____ Material supplied

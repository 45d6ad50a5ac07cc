//! Cursor error type.
//!
//! Every fallible cursor operation reports the same failure: the cursor
//! was read or advanced at a position the container cannot serve.
//!
//! # Examples
//!
//! ```rust
//! use magical_container::{CursorError, MagicalContainer};
//!
//! let container = MagicalContainer::new();
//! let cursor = container.ascending();
//!
//! assert_eq!(
//!     cursor.value(),
//!     Err(CursorError::OutOfRange { position: 0, size: 0 })
//! );
//! ```

use thiserror::Error;

/// Error returned by cursor reads and advances.
#[derive(Debug, Clone, Copy, PartialEq, Eq, Error)]
pub enum CursorError {
    /// The cursor is at or beyond its terminal position, or points at a
    /// position the traversal does not expose.
    #[error("cursor position {position} is out of range for container of size {size}")]
    OutOfRange {
        /// Raw index the cursor was at when the operation failed.
        position: usize,
        /// Container size observed at the time of the failure.
        size: usize,
    },
}

impl CursorError {
    /// Creates an `OutOfRange` error and records it at debug level.
    pub(crate) fn out_of_range(position: usize, size: usize) -> Self {
        tracing::debug!(position, size, "cursor operation out of range");
        Self::OutOfRange { position, size }
    }

    /// Returns `true` if this is an `OutOfRange` error.
    #[must_use]
    pub const fn is_out_of_range(&self) -> bool {
        matches!(self, Self::OutOfRange { .. })
    }
}
//! Prime-only traversal.

use super::{Cursor, MagicalContainer};
use crate::error::CursorError;
use std::cmp::Ordering;
use std::ptr;

/// Returns `true` if `value` is prime.
///
/// Values below 2 are not prime. Otherwise `value` is trial-divided by every
/// integer from 2 up to its square root.
///
/// # Examples
///
/// ```rust
/// use magical_container::is_prime;
///
/// assert!(is_prime(2));
/// assert!(is_prime(7919));
/// assert!(!is_prime(1));
/// assert!(!is_prime(9));
/// assert!(!is_prime(-7));
/// ```
#[must_use]
pub fn is_prime(value: i32) -> bool {
    if value < 2 {
        return false;
    }
    let value = i64::from(value);
    (2_i64..)
        .take_while(|divisor| divisor * divisor <= value)
        .all(|divisor| value % divisor != 0)
}

/// A cursor visiting the prime elements in ascending order.
///
/// `begin` is raw index 0 even when the first element is not prime; reading
/// such a position fails, and the first `advance` moves to the first prime
/// after it. Used as an [`Iterator`], the cursor skips any leading
/// non-prime and yields only primes.
///
/// # Examples
///
/// ```rust
/// use magical_container::{MagicalContainer, PrimeIterator};
///
/// let container: MagicalContainer = [5, 2, 10, 7, 3, 9].into_iter().collect();
/// let mut cursor = PrimeIterator::new(&container);
///
/// assert_eq!(cursor.value(), Ok(2));
/// cursor.advance().unwrap();
/// assert_eq!(cursor.value(), Ok(3));
/// assert_eq!(cursor.collect::<Vec<_>>(), vec![3, 5, 7]);
/// ```
#[derive(Debug, Clone)]
pub struct PrimeIterator<'a> {
    container: &'a MagicalContainer,
    index: usize,
}

impl<'a> PrimeIterator<'a> {
    /// Creates a cursor at raw index 0 of `container`.
    #[must_use]
    pub const fn new(container: &'a MagicalContainer) -> Self {
        Self {
            container,
            index: 0,
        }
    }

    /// Returns a cursor at raw index 0 over the same container.
    #[must_use]
    pub const fn begin(&self) -> Self {
        Self::new(self.container)
    }

    /// Returns the terminal cursor for the container's current size.
    #[must_use]
    pub fn end(&self) -> Self {
        Self {
            container: self.container,
            index: self.container.size(),
        }
    }

    /// Moves to the next prime element, or to the end if none remains.
    ///
    /// # Errors
    ///
    /// Returns [`CursorError::OutOfRange`] if the cursor is already at or
    /// past the end.
    pub fn advance(&mut self) -> Result<&mut Self, CursorError> {
        let size = self.container.size();
        if self.index >= size {
            return Err(CursorError::out_of_range(self.index, size));
        }
        self.index = self.container.position_from(self.index + 1, is_prime);
        Ok(self)
    }

    /// Returns the prime element under the cursor.
    ///
    /// # Errors
    ///
    /// Returns [`CursorError::OutOfRange`] if the cursor is at or past the
    /// end, or if the element under it is not prime.
    pub fn value(&self) -> Result<i32, CursorError> {
        self.container
            .element_at(self.index)
            .filter(|&element| is_prime(element))
            .ok_or_else(|| CursorError::out_of_range(self.index, self.container.size()))
    }

    /// Returns `true` if the cursor is at or past the end.
    #[must_use]
    pub fn is_end(&self) -> bool {
        self.index >= self.container.size()
    }

    /// Returns the raw index of the cursor.
    #[must_use]
    pub const fn index(&self) -> usize {
        self.index
    }
}

impl<'a> Cursor<'a> for PrimeIterator<'a> {
    fn container(&self) -> &'a MagicalContainer {
        self.container
    }

    fn begin(&self) -> Self {
        Self::begin(self)
    }

    fn end(&self) -> Self {
        Self::end(self)
    }

    fn advance(&mut self) -> Result<&mut Self, CursorError> {
        Self::advance(self)
    }

    fn value(&self) -> Result<i32, CursorError> {
        Self::value(self)
    }

    fn is_end(&self) -> bool {
        Self::is_end(self)
    }
}

impl PartialEq for PrimeIterator<'_> {
    fn eq(&self, other: &Self) -> bool {
        ptr::eq(self.container, other.container) && self.index == other.index
    }
}

impl Eq for PrimeIterator<'_> {}

impl PartialOrd for PrimeIterator<'_> {
    fn partial_cmp(&self, other: &Self) -> Option<Ordering> {
        ptr::eq(self.container, other.container).then(|| self.index.cmp(&other.index))
    }
}

impl Iterator for PrimeIterator<'_> {
    type Item = i32;

    fn next(&mut self) -> Option<Self::Item> {
        self.index = self.container.position_from(self.index, is_prime);
        let value = self.container.element_at(self.index)?;
        self.index = self.container.position_from(self.index + 1, is_prime);
        Some(value)
    }
}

________

→ Directions for this task
Figure out how many lines of the material include "terminal", then reply with the count alone.

→ Solution for this problem
2